Pada tahun 1959, Titiek kembali mengikuti ajang Bintang Radio di Semarang dan meraih juara pertama. Ia kembali dikirim lagi ke Jakarta. Titiek membulatkan tekad untuk segera menapak karir di ibukota. Di tahun itu juga Titiek memutuskan untuk menetap di Jakarta. Rekaman berikutnya pada tahun 1959 di Lokananta, Jakarta. Satu piringan hitam masih diisi beberapa suara penyanyi. Ternyata lagu Kasih di Antara Remaja, ciptaan Mas Hardo dari Semarang, berhasil menjadi hit dan membuat nama Titiek Puspa mulai dikenal luas.

Ketenaran Titiek dilirik istana negara. Gordon Tobing di awal tahun 1960-an mengajak Titiek untuk melakukan audisi menyanyi di Istana Negara. Di sebuah sore, Titiek bercerita berangkat ke Istana Negara didampingi oleh Gordon Tobing, dia akan menghadap Bung Karno. ”Saya mau melihat saja takut, begitu ditanya saya hanya jawab iya-iya saja tidak berani melihat tapi bung Karno menganggap suara saya bagus dan akhirnya saya menjadi penyanyi istana” tuturnya. Sore itu, Titiek menyanyi di depan orang nomor satu Republik Indonesia. Ada beberapa judul yang ia nyanyikan, termasuk lagu Kasih di Antara Remaja.

Memasuki awal tahun 1961, Titiek sudah menjadi penyanyi tenar ibu kota. Perusahaan rekaman Irama dan Bali, mengajak Titiek untuk merekam suara dalam piringan hitam. Titiek dipercaya bisa membawakan lagu ciptaan mereka dengan baik. Mochtar Embut memberikan lagu Di Sudut Bibirmu. Surni Warkiman, memberikan lagu Daun yang Gugur dan Esok Malam Kau Kujelang. Iskandar memberikan lagu Puspa Dewi.

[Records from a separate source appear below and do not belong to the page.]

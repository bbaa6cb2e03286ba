//! Configuration module
//!
//! This module provides configuration structures for the API and the admission
//! pipeline: server settings, the upload directory, size bounds, per-endpoint
//! rate limit policies and scanner settings.
//!
//! Only `Config::from_env` touches the process environment. Pipeline components
//! receive plain values (paths, byte limits, policies) from the caller.

use std::env;
use std::path::{Path, PathBuf};
use std::str::FromStr;
use std::time::Duration;

// Common constants
const SERVER_PORT: u16 = 8080;
const MAX_UPLOAD_SIZE_BYTES: u64 = 10 << 20;
const UPLOAD_RATE_LIMIT: u32 = 10;
const UPLOAD_RATE_WINDOW_SECS: u64 = 60;
const DOWNLOAD_RATE_LIMIT: u32 = 100;
const DOWNLOAD_RATE_WINDOW_SECS: u64 = 60;
const CLAMAV_PORT: u16 = 3310;
const CLAMAV_TIMEOUT_SECS: u64 = 30;
const DEV_JWT_SECRET: &str = "picohub-dev-secret-change-in-production";

/// Request budget for one endpoint class: at most `limit` requests per key
/// within each `window`.
#[derive(Clone, Copy, Debug, PartialEq, Eq)]
pub struct RateLimitPolicy {
    pub limit: u32,
    pub window: Duration,
}

impl RateLimitPolicy {
    pub fn new(limit: u32, window: Duration) -> Self {
        Self { limit, window }
    }

    pub fn per_minute(limit: u32) -> Self {
        Self::new(limit, Duration::from_secs(60))
    }
}

/// Server-level settings shared by every route
#[derive(Clone, Debug)]
pub struct BaseConfig {
    pub server_port: u16,
    pub environment: String,
    pub cors_origins: Vec<String>,
    pub jwt_secret: String,
    /// Number of reverse proxies in front of the server whose
    /// `X-Forwarded-For` entries are trusted. 0 trusts none of them.
    pub trusted_proxy_count: usize,
}

/// Admission pipeline configuration
#[derive(Clone, Debug)]
pub struct PipelineConfig {
    pub base: BaseConfig,
    pub database_url: String,
    pub upload_dir: PathBuf,
    pub max_upload_size_bytes: u64,
    pub upload_rate_limit: RateLimitPolicy,
    pub download_rate_limit: RateLimitPolicy,
    // ClamAV configuration
    pub clamav_enabled: bool,
    pub clamav_host: String,
    pub clamav_port: u16,
    pub clamav_timeout_secs: u64,
}

/// Application configuration.
#[derive(Clone, Debug)]
pub struct Config(pub Box<PipelineConfig>);

impl Config {
    fn as_pipeline(&self) -> &PipelineConfig {
        &self.0
    }

    /// Check if the application is running in production mode
    pub fn is_production(&self) -> bool {
        is_production_name(&self.as_pipeline().base.environment)
    }

    pub fn from_env() -> Result<Self, anyhow::Error> {
        let config = PipelineConfig::from_env()?;
        Ok(Config(Box::new(config)))
    }

    pub fn validate(&self) -> Result<(), anyhow::Error> {
        self.as_pipeline().validate()
    }

    pub fn server_port(&self) -> u16 {
        self.as_pipeline().base.server_port
    }

    pub fn environment(&self) -> &str {
        &self.as_pipeline().base.environment
    }

    pub fn cors_origins(&self) -> &[String] {
        &self.as_pipeline().base.cors_origins
    }

    pub fn jwt_secret(&self) -> &str {
        &self.as_pipeline().base.jwt_secret
    }

    pub fn trusted_proxy_count(&self) -> usize {
        self.as_pipeline().base.trusted_proxy_count
    }

    pub fn database_url(&self) -> &str {
        &self.as_pipeline().database_url
    }

    pub fn upload_dir(&self) -> &Path {
        &self.as_pipeline().upload_dir
    }

    pub fn max_upload_size_bytes(&self) -> u64 {
        self.as_pipeline().max_upload_size_bytes
    }

    pub fn upload_rate_limit(&self) -> RateLimitPolicy {
        self.as_pipeline().upload_rate_limit
    }

    pub fn download_rate_limit(&self) -> RateLimitPolicy {
        self.as_pipeline().download_rate_limit
    }

    pub fn clamav_enabled(&self) -> bool {
        self.as_pipeline().clamav_enabled
    }

    pub fn clamav_host(&self) -> &str {
        &self.as_pipeline().clamav_host
    }

    pub fn clamav_port(&self) -> u16 {
        self.as_pipeline().clamav_port
    }

    pub fn clamav_timeout_secs(&self) -> u64 {
        self.as_pipeline().clamav_timeout_secs
    }
}

impl PipelineConfig {
    pub fn from_env() -> Result<Self, anyhow::Error> {
        dotenvy::dotenv().ok();

        let environment = env::var("ENVIRONMENT")
            .or_else(|_| env::var("APP_ENV"))
            .unwrap_or_else(|_| "development".to_string());
        let is_production = is_production_name(&environment);

        let cors_origins_str =
            env::var("CORS_ORIGINS").unwrap_or_else(|_| "http://localhost:3000".to_string());
        if is_production && cors_origins_str.trim() == "*" {
            return Err(anyhow::anyhow!(
                "CORS_ORIGINS cannot be '*' in production. Please specify explicit origins."
            ));
        }
        let cors_origins = cors_origins_str
            .split(',')
            .map(|s| s.trim().to_string())
            .filter(|s| !s.is_empty())
            .collect();

        let jwt_secret = match env::var("JWT_SECRET") {
            Ok(secret) => secret,
            Err(_) if is_production => {
                return Err(anyhow::anyhow!("JWT_SECRET must be set in production"));
            }
            Err(_) => DEV_JWT_SECRET.to_string(),
        };

        let base = BaseConfig {
            server_port: env::var("PORT")
                .unwrap_or_else(|_| SERVER_PORT.to_string())
                .parse()
                .map_err(|_| anyhow::anyhow!("PORT must be a valid number"))?,
            environment,
            cors_origins,
            jwt_secret,
            trusted_proxy_count: env_or("TRUSTED_PROXY_COUNT", 0),
        };

        Ok(Self {
            base,
            database_url: env::var("DATABASE_URL")
                .unwrap_or_else(|_| "sqlite://picohub.db?mode=rwc".to_string()),
            upload_dir: PathBuf::from(
                env::var("UPLOAD_DIR").unwrap_or_else(|_| "uploads".to_string()),
            ),
            max_upload_size_bytes: env_or("MAX_UPLOAD_SIZE", MAX_UPLOAD_SIZE_BYTES),
            upload_rate_limit: RateLimitPolicy::new(
                env_or("UPLOAD_RATE_LIMIT", UPLOAD_RATE_LIMIT),
                Duration::from_secs(env_or("UPLOAD_RATE_WINDOW_SECS", UPLOAD_RATE_WINDOW_SECS)),
            ),
            download_rate_limit: RateLimitPolicy::new(
                env_or("DOWNLOAD_RATE_LIMIT", DOWNLOAD_RATE_LIMIT),
                Duration::from_secs(env_or(
                    "DOWNLOAD_RATE_WINDOW_SECS",
                    DOWNLOAD_RATE_WINDOW_SECS,
                )),
            ),
            clamav_enabled: env::var("CLAMAV_ENABLED")
                .unwrap_or_else(|_| "false".to_string())
                .to_lowercase()
                .parse()
                .unwrap_or(false),
            clamav_host: env::var("CLAMAV_HOST").unwrap_or_else(|_| "localhost".to_string()),
            clamav_port: env_or("CLAMAV_PORT", CLAMAV_PORT),
            clamav_timeout_secs: env_or("CLAMAV_TIMEOUT_SECS", CLAMAV_TIMEOUT_SECS),
        })
    }

    pub fn validate(&self) -> Result<(), anyhow::Error> {
        if self.max_upload_size_bytes == 0 {
            return Err(anyhow::anyhow!("MAX_UPLOAD_SIZE must be greater than 0"));
        }
        for (name, policy) in [
            ("UPLOAD", self.upload_rate_limit),
            ("DOWNLOAD", self.download_rate_limit),
        ] {
            if policy.limit == 0 {
                return Err(anyhow::anyhow!("{}_RATE_LIMIT must be greater than 0", name));
            }
            if policy.window.is_zero() {
                return Err(anyhow::anyhow!(
                    "{}_RATE_WINDOW_SECS must be greater than 0",
                    name
                ));
            }
        }
        if self.upload_dir.as_os_str().is_empty() {
            return Err(anyhow::anyhow!("UPLOAD_DIR must not be empty"));
        }
        if self.clamav_enabled && self.clamav_host.trim().is_empty() {
            return Err(anyhow::anyhow!(
                "CLAMAV_HOST must be set when CLAMAV_ENABLED is true"
            ));
        }
        Ok(())
    }
}

fn is_production_name(environment: &str) -> bool {
    let env = environment.to_lowercase();
    env == "production" || env == "prod"
}

/// Read and parse an environment variable, falling back to `default` when it
/// is unset or malformed.
fn env_or<T: FromStr>(key: &str, default: T) -> T {
    env::var(key)
        .ok()
        .and_then(|value| value.trim().parse().ok())
        .unwrap_or(default)
}

#[cfg(test)]
mod tests {
    use super::*;

    fn test_config() -> PipelineConfig {
        PipelineConfig {
            base: BaseConfig {
                server_port: 8080,
                environment: "test".to_string(),
                cors_origins: vec!["http://localhost:3000".to_string()],
                jwt_secret: "secret".to_string(),
                trusted_proxy_count: 0,
            },
            database_url: "sqlite::memory:".to_string(),
            upload_dir: PathBuf::from("uploads"),
            max_upload_size_bytes: 1024,
            upload_rate_limit: RateLimitPolicy::per_minute(10),
            download_rate_limit: RateLimitPolicy::per_minute(100),
            clamav_enabled: false,
            clamav_host: "localhost".to_string(),
            clamav_port: 3310,
            clamav_timeout_secs: 30,
        }
    }

    #[test]
    fn valid_config_passes() {
        assert!(test_config().validate().is_ok());
    }

    #[test]
    fn zero_upload_size_rejected() {
        let mut config = test_config();
        config.max_upload_size_bytes = 0;
        assert!(config.validate().is_err());
    }

    #[test]
    fn zero_rate_limit_rejected() {
        let mut config = test_config();
        config.download_rate_limit = RateLimitPolicy::per_minute(0);
        let err = config.validate().unwrap_err();
        assert!(err.to_string().contains("DOWNLOAD_RATE_LIMIT"));
    }

    #[test]
    fn zero_rate_window_rejected() {
        let mut config = test_config();
        config.upload_rate_limit = RateLimitPolicy::new(5, Duration::ZERO);
        let err = config.validate().unwrap_err();
        assert!(err.to_string().contains("UPLOAD_RATE_WINDOW_SECS"));
    }

    #[test]
    fn production_detection() {
        let mut config = test_config();
        config.base.environment = "PROD".to_string();
        assert!(Config(Box::new(config)).is_production());
        assert!(!Config(Box::new(test_config())).is_production());
    }

    #[test]
    fn env_or_falls_back_on_missing_key() {
        let value: u64 = env_or("PICOHUB_TEST_SURELY_UNSET_KEY", 42);
        assert_eq!(value, 42);
    }
}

Kehidupan Titiek menjadi penyanyi kondang menghantarkannya pada pertemanan yang sangat luas di kalangan selebriti. Dari pertemanan pula Titiek mengenal Mus Mualim. Mus dikenal sebagai pencipta lagu yang handal. Kedekatan dengan Mus membuahkan hasrat Titiek untuk menciptakan lagu. Mereka pun menikah pada dekade 1970.

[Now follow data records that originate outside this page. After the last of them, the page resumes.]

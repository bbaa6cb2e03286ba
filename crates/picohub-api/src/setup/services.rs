//! Service wiring: database, storage, scanner, limiters

use crate::state::AppState;
use anyhow::{Context, Result};
use picohub_core::Config;
use picohub_db::SqliteSkillStore;
use picohub_infra::RateLimiter;
use picohub_services::{IngestPipeline, NoopScanner, Scanner, StorageManager};
use std::sync::Arc;

const DB_MAX_CONNECTIONS: u32 = 5;

pub async fn initialize_services(config: &Config) -> Result<Arc<AppState>> {
    tracing::info!("Connecting to database...");
    let pool = picohub_db::connect(config.database_url(), DB_MAX_CONNECTIONS).await?;
    let skills = Arc::new(SqliteSkillStore::new(pool));

    let storage = StorageManager::new(config.upload_dir(), config.max_upload_size_bytes())
        .await
        .with_context(|| {
            format!(
                "Failed to prepare upload directory {}",
                config.upload_dir().display()
            )
        })?;
    tracing::info!(
        upload_dir = %config.upload_dir().display(),
        max_upload_size_bytes = config.max_upload_size_bytes(),
        "Storage initialized"
    );

    let scanner = setup_scanner(config)?;
    let pipeline = IngestPipeline::new(storage, scanner, skills);

    let upload_limiter = Arc::new(RateLimiter::with_sweeper(config.upload_rate_limit()));
    let download_limiter = Arc::new(RateLimiter::with_sweeper(config.download_rate_limit()));
    tracing::info!(
        upload_limit = config.upload_rate_limit().limit,
        upload_window_secs = config.upload_rate_limit().window.as_secs(),
        download_limit = config.download_rate_limit().limit,
        download_window_secs = config.download_rate_limit().window.as_secs(),
        "Rate limiting enabled"
    );

    Ok(Arc::new(AppState {
        config: config.clone(),
        pipeline,
        upload_limiter,
        download_limiter,
    }))
}

fn setup_scanner(config: &Config) -> Result<Arc<dyn Scanner>> {
    if !config.clamav_enabled() {
        tracing::warn!("ClamAV disabled, uploads are admitted without a malware scan");
        return Ok(Arc::new(NoopScanner));
    }

    #[cfg(feature = "clamav")]
    {
        tracing::info!(
            host = %config.clamav_host(),
            port = config.clamav_port(),
            "ClamAV scanning enabled"
        );
        Ok(Arc::new(picohub_services::ClamAvScanner::new(
            config.clamav_host().to_string(),
            config.clamav_port(),
            config.clamav_timeout_secs(),
        )))
    }

    #[cfg(not(feature = "clamav"))]
    {
        Err(anyhow::anyhow!(
            "CLAMAV_ENABLED is true but this build lacks the `clamav` feature"
        ))
    }
}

Lagu pertama yang berhasil diciptakan Titiek diberi judul Kisah Hidupku. Kemudian sederet lagu bergulir tanpa terasa. Minah Gadis Dusun, Aku dan Asmara, Si Hitam, Sungaiku, Tinggalkan, Berkawan, Doa Ibu, Pantang Mundur, dan banyak lagi. Banyak lagu Titiek terinspirasi dari pengalaman hidupnya. ”Lagu-lagu itu adalah apa yang saya lihat dan saya rasakan” katanya. Dan yang paling terkenal adalah lagunya yang berjudul Kupu-kupu Malam yang bercerita mengenai kelamnya hidup seorang wanita yang merindukan belaian kasih Yang Maha Kuasa.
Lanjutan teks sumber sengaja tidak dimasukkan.